The core problem is that using a decent password hashing algorithm with non-secret per-service per-user salts gives you really, really good security with respect to salts.
Adding secret keys (salts, whatever) to your security assumptions is the kind of thing that gives cryptographers an allergic reaction - and I think you're seriously underestimating the difficulty of implementing the system too, for very little gain. Better to spend your time protecting users from social engineering attacks, or insider compromise, or any of the myriad other attacks which are far more likely to defeat the sensible conventional approach.
I agree that salts already give very good security on their own (even if I personally like the idea of adding peppers), and it's entirely possible that I'm underestimating the difficulty of implementing it. I also agree that using secrecy assumptions is bad (that's my problem with the first method, which is fully based on secrecy and becomes useless if the secret is revealed).
My main curiosity here is how does my method compare to the usual ones. Since, if we take the secrecy example, mine doesn't depend on secrecy (unlike #1, like #2) but still benefits from it (like #1, unlike #2).
The purpose of password hashing is to preserve security even when a hacker gets access to your data. Saying you store the really long numbers "outside the database" is cheating. The numbers must be accessible to the server. If a hacker compromises the server then they have access to both the hashed passwords and the really long numbers. You basically just said "hide the salt". If you can hide the salt then you can hide the passwords themselves and there is no need to hash them in the first place.
If the hacker has access to your really long numbers then your proposed system is on average equivalent to a 50× slower hashing algorithm.
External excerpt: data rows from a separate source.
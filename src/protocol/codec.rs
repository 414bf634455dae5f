//! Incremental MQTT 3.1.1 wire codec.
//!
//! `decode` consumes exactly one packet from the front of the buffer and
//! returns `Ok(None)` when the buffer does not yet hold a complete packet;
//! callers fetch more bytes and retry. Malformed input is a
//! [`ProtocolError::Violation`] and is fatal for the connection.

use bytes::{Buf, BufMut, Bytes, BytesMut};
use thiserror::Error;

use super::packet::{
    ConnAck, Connect, ConnectReturnCode, Packet, Publish, Qos, SubAck, Subscribe,
    SubscribeReturnCode, Unsubscribe, Will,
};

/// Largest value the four-byte remaining-length field can carry.
pub const MAX_REMAINING_LENGTH: usize = 268_435_455;

#[derive(Debug, Error)]
pub enum ProtocolError {
    #[error("protocol violation: {0}")]
    Violation(String),
}

fn violation<T>(msg: impl Into<String>) -> Result<T, ProtocolError> {
    Err(ProtocolError::Violation(msg.into()))
}

/// Decode one packet from the front of `buf`, or report that more bytes
/// are needed. On success the packet's bytes (and only those) have been
/// consumed from `buf`.
pub fn decode(buf: &mut BytesMut) -> Result<Option<Packet>, ProtocolError> {
    if buf.len() < 2 {
        return Ok(None);
    }
    let first = buf[0];

    let mut remaining = 0usize;
    let mut header_len = 1usize;
    let mut shift = 0u32;
    loop {
        if header_len >= buf.len() {
            return Ok(None);
        }
        let byte = buf[header_len];
        remaining |= ((byte & 0x7F) as usize) << shift;
        header_len += 1;
        if byte & 0x80 == 0 {
            break;
        }
        shift += 7;
        if shift > 21 {
            return violation("remaining length exceeds four bytes");
        }
    }
    if buf.len() < header_len + remaining {
        return Ok(None);
    }
    buf.advance(header_len);
    let body = buf.split_to(remaining).freeze();

    let packet_type = first >> 4;
    let flags = first & 0x0F;
    match packet_type {
        1 => decode_connect(flags, body).map(Some),
        2 => decode_connack(flags, body).map(Some),
        3 => decode_publish(flags, body).map(Some),
        4 => Ok(Some(Packet::PubAck(decode_ack(flags, 0x00, body)?))),
        5 => Ok(Some(Packet::PubRec(decode_ack(flags, 0x00, body)?))),
        6 => Ok(Some(Packet::PubRel(decode_ack(flags, 0x02, body)?))),
        7 => Ok(Some(Packet::PubComp(decode_ack(flags, 0x00, body)?))),
        8 => decode_subscribe(flags, body).map(Some),
        9 => decode_suback(flags, body).map(Some),
        10 => decode_unsubscribe(flags, body).map(Some),
        11 => Ok(Some(Packet::UnsubAck(decode_ack(flags, 0x00, body)?))),
        12 => decode_empty(flags, body, Packet::PingReq).map(Some),
        13 => decode_empty(flags, body, Packet::PingResp).map(Some),
        14 => decode_empty(flags, body, Packet::Disconnect).map(Some),
        other => violation(format!("unknown packet type {other}")),
    }
}

fn decode_connect(flags: u8, mut body: Bytes) -> Result<Packet, ProtocolError> {
    if flags != 0 {
        return violation("non-zero CONNECT flags");
    }
    let protocol_name = take_string(&mut body)?;
    let protocol_level = take_u8(&mut body)?;
    let connect_flags = take_u8(&mut body)?;
    if connect_flags & 0x01 != 0 {
        return violation("reserved connect flag set");
    }
    let keep_alive = take_u16(&mut body)?;
    let client_id = take_string(&mut body)?;

    let will = if connect_flags & 0x04 != 0 {
        let qos = Qos::from_bits((connect_flags >> 3) & 0x03)
            .ok_or_else(|| ProtocolError::Violation("invalid will QoS".into()))?;
        let topic = take_string(&mut body)?;
        let payload = take_binary(&mut body)?;
        Some(Will {
            topic,
            payload,
            qos,
            retain: connect_flags & 0x20 != 0,
        })
    } else {
        if connect_flags & 0x38 != 0 {
            return violation("will QoS or retain set without will flag");
        }
        None
    };

    let username_flag = connect_flags & 0x80 != 0;
    let password_flag = connect_flags & 0x40 != 0;
    if password_flag && !username_flag {
        return violation("password flag without username flag");
    }
    let username = username_flag.then(|| take_string(&mut body)).transpose()?;
    let password = password_flag
        .then(|| take_binary(&mut body))
        .transpose()?
        .map(|bytes| bytes.to_vec());
    if !body.is_empty() {
        return violation("trailing bytes after CONNECT payload");
    }

    Ok(Packet::Connect(Connect {
        protocol_name,
        protocol_level,
        client_id,
        clean_session: connect_flags & 0x02 != 0,
        keep_alive,
        will,
        username,
        password,
    }))
}

fn decode_connack(flags: u8, mut body: Bytes) -> Result<Packet, ProtocolError> {
    if flags != 0 {
        return violation("non-zero CONNACK flags");
    }
    let ack_flags = take_u8(&mut body)?;
    if ack_flags & 0xFE != 0 {
        return violation("reserved CONNACK flags set");
    }
    let code = take_u8(&mut body)?;
    let code = ConnectReturnCode::from_bits(code)
        .ok_or_else(|| ProtocolError::Violation(format!("unknown CONNACK code {code}")))?;
    if !body.is_empty() {
        return violation("oversized CONNACK");
    }
    Ok(Packet::ConnAck(ConnAck {
        session_present: ack_flags & 0x01 != 0,
        code,
    }))
}

fn decode_publish(flags: u8, mut body: Bytes) -> Result<Packet, ProtocolError> {
    let dup = flags & 0x08 != 0;
    let retain = flags & 0x01 != 0;
    let qos = Qos::from_bits((flags >> 1) & 0x03)
        .ok_or_else(|| ProtocolError::Violation("invalid PUBLISH QoS".into()))?;
    if qos == Qos::AtMostOnce && dup {
        return violation("dup flag on QoS 0 publish");
    }
    let topic = take_string(&mut body)?;
    let packet_id = match qos {
        Qos::AtMostOnce => None,
        _ => {
            let id = take_u16(&mut body)?;
            if id == 0 {
                return violation("zero packet id");
            }
            Some(id)
        }
    };
    Ok(Packet::Publish(Publish {
        topic,
        payload: body,
        qos,
        packet_id,
        dup,
        retain,
    }))
}

fn decode_ack(flags: u8, expected_flags: u8, mut body: Bytes) -> Result<u16, ProtocolError> {
    if flags != expected_flags {
        return violation("unexpected fixed-header flags");
    }
    let id = take_u16(&mut body)?;
    if !body.is_empty() {
        return violation("oversized acknowledgement packet");
    }
    Ok(id)
}

fn decode_subscribe(flags: u8, mut body: Bytes) -> Result<Packet, ProtocolError> {
    if flags != 0x02 {
        return violation("SUBSCRIBE flags must be 0b0010");
    }
    let packet_id = take_u16(&mut body)?;
    let mut filters = Vec::new();
    while !body.is_empty() {
        let filter = take_string(&mut body)?;
        let opts = take_u8(&mut body)?;
        if opts & 0xFC != 0 {
            return violation("reserved subscription option bits set");
        }
        let qos = Qos::from_bits(opts & 0x03)
            .ok_or_else(|| ProtocolError::Violation("invalid subscription QoS".into()))?;
        filters.push((filter, qos));
    }
    if filters.is_empty() {
        return violation("SUBSCRIBE with no filters");
    }
    Ok(Packet::Subscribe(Subscribe { packet_id, filters }))
}

fn decode_suback(flags: u8, mut body: Bytes) -> Result<Packet, ProtocolError> {
    if flags != 0 {
        return violation("non-zero SUBACK flags");
    }
    let packet_id = take_u16(&mut body)?;
    let mut codes = Vec::new();
    while !body.is_empty() {
        let byte = take_u8(&mut body)?;
        let code = match byte {
            0x80 => SubscribeReturnCode::Failure,
            bits => SubscribeReturnCode::Granted(Qos::from_bits(bits).ok_or_else(|| {
                ProtocolError::Violation(format!("unknown SUBACK return code {bits:#04x}"))
            })?),
        };
        codes.push(code);
    }
    if codes.is_empty() {
        return violation("SUBACK with no return codes");
    }
    Ok(Packet::SubAck(SubAck { packet_id, codes }))
}

fn decode_unsubscribe(flags: u8, mut body: Bytes) -> Result<Packet, ProtocolError> {
    if flags != 0x02 {
        return violation("UNSUBSCRIBE flags must be 0b0010");
    }
    let packet_id = take_u16(&mut body)?;
    let mut filters = Vec::new();
    while !body.is_empty() {
        filters.push(take_string(&mut body)?);
    }
    if filters.is_empty() {
        return violation("UNSUBSCRIBE with no filters");
    }
    Ok(Packet::Unsubscribe(Unsubscribe { packet_id, filters }))
}

fn decode_empty(flags: u8, body: Bytes, packet: Packet) -> Result<Packet, ProtocolError> {
    if flags != 0 {
        return violation("unexpected fixed-header flags");
    }
    if !body.is_empty() {
        return violation("unexpected payload");
    }
    Ok(packet)
}

/// Serialize a packet onto `out`. Fails only when a field exceeds its wire
/// bounds (string over 64 KiB, body over the remaining-length maximum).
pub fn encode(packet: &Packet, out: &mut BytesMut) -> Result<(), ProtocolError> {
    let mut body = BytesMut::new();
    let first = match packet {
        Packet::Connect(connect) => {
            put_string(&mut body, &connect.protocol_name)?;
            body.put_u8(connect.protocol_level);
            let mut flags = 0u8;
            if connect.clean_session {
                flags |= 0x02;
            }
            if let Some(will) = &connect.will {
                flags |= 0x04 | (will.qos.bits() << 3);
                if will.retain {
                    flags |= 0x20;
                }
            }
            if connect.username.is_some() {
                flags |= 0x80;
            }
            if connect.password.is_some() {
                flags |= 0x40;
            }
            body.put_u8(flags);
            body.put_u16(connect.keep_alive);
            put_string(&mut body, &connect.client_id)?;
            if let Some(will) = &connect.will {
                put_string(&mut body, &will.topic)?;
                put_binary(&mut body, &will.payload)?;
            }
            if let Some(username) = &connect.username {
                put_string(&mut body, username)?;
            }
            if let Some(password) = &connect.password {
                put_binary(&mut body, password)?;
            }
            0x10
        }
        Packet::ConnAck(connack) => {
            body.put_u8(u8::from(connack.session_present));
            body.put_u8(connack.code.bits());
            0x20
        }
        Packet::Publish(publish) => {
            put_string(&mut body, &publish.topic)?;
            if publish.qos != Qos::AtMostOnce {
                let id = publish.packet_id.ok_or_else(|| {
                    ProtocolError::Violation("packet id required above QoS 0".into())
                })?;
                body.put_u16(id);
            }
            body.extend_from_slice(&publish.payload);
            let mut first = 0x30 | (publish.qos.bits() << 1);
            if publish.dup {
                first |= 0x08;
            }
            if publish.retain {
                first |= 0x01;
            }
            first
        }
        Packet::PubAck(id) => {
            body.put_u16(*id);
            0x40
        }
        Packet::PubRec(id) => {
            body.put_u16(*id);
            0x50
        }
        Packet::PubRel(id) => {
            body.put_u16(*id);
            0x62
        }
        Packet::PubComp(id) => {
            body.put_u16(*id);
            0x70
        }
        Packet::Subscribe(subscribe) => {
            body.put_u16(subscribe.packet_id);
            for (filter, qos) in &subscribe.filters {
                put_string(&mut body, filter)?;
                body.put_u8(qos.bits());
            }
            0x82
        }
        Packet::SubAck(suback) => {
            body.put_u16(suback.packet_id);
            for code in &suback.codes {
                body.put_u8(code.bits());
            }
            0x90
        }
        Packet::Unsubscribe(unsubscribe) => {
            body.put_u16(unsubscribe.packet_id);
            for filter in &unsubscribe.filters {
                put_string(&mut body, filter)?;
            }
            0xA2
        }
        Packet::UnsubAck(id) => {
            body.put_u16(*id);
            0xB0
        }
        Packet::PingReq => 0xC0,
        Packet::PingResp => 0xD0,
        Packet::Disconnect => 0xE0,
    };
    if body.len() > MAX_REMAINING_LENGTH {
        return violation("packet exceeds maximum remaining length");
    }
    out.put_u8(first);
    put_remaining_length(out, body.len());
    out.extend_from_slice(&body);
    Ok(())
}

fn put_remaining_length(out: &mut BytesMut, mut len: usize) {
    loop {
        let mut byte = (len % 128) as u8;
        len /= 128;
        if len > 0 {
            byte |= 0x80;
        }
        out.put_u8(byte);
        if len == 0 {
            break;
        }
    }
}

fn put_string(out: &mut BytesMut, s: &str) -> Result<(), ProtocolError> {
    if s.len() > usize::from(u16::MAX) {
        return violation("string exceeds 65535 bytes");
    }
    out.put_u16(s.len() as u16);
    out.extend_from_slice(s.as_bytes());
    Ok(())
}

fn put_binary(out: &mut BytesMut, data: &[u8]) -> Result<(), ProtocolError> {
    if data.len() > usize::from(u16::MAX) {
        return violation("binary field exceeds 65535 bytes");
    }
    out.put_u16(data.len() as u16);
    out.extend_from_slice(data);
    Ok(())
}

fn take_u8(body: &mut Bytes) -> Result<u8, ProtocolError> {
    if body.is_empty() {
        return violation("truncated packet");
    }
    Ok(body.get_u8())
}

fn take_u16(body: &mut Bytes) -> Result<u16, ProtocolError> {
    if body.len() < 2 {
        return violation("truncated packet");
    }
    Ok(body.get_u16())
}

fn take_string(body: &mut Bytes) -> Result<String, ProtocolError> {
    let raw = take_binary(body)?;
    String::from_utf8(raw.to_vec())
        .map_err(|_| ProtocolError::Violation("invalid utf-8 in string field".into()))
}

fn take_binary(body: &mut Bytes) -> Result<Bytes, ProtocolError> {
    let len = usize::from(take_u16(body)?);
    if body.len() < len {
        return violation("truncated packet");
    }
    Ok(body.split_to(len))
}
But a 50× slower hashing algorithm is superior because it has constant time performance whereas yours fluctuates randomly between 100× slowdown to no slowdown.
Edit: Actually, the slower hashing algorithm is even better because it can't be parallelized.
Edit: Actually, the slower hashing algorithm is even better because it can't be parallelized.
That's true when you're checking one password, but a slower hashing algorithm doesn't stop you from checking multiple passwords at once (which is something you do when cracking passwords but not when authenticating them). Still, it's something I haven't thought about, so thanks for pointing that out.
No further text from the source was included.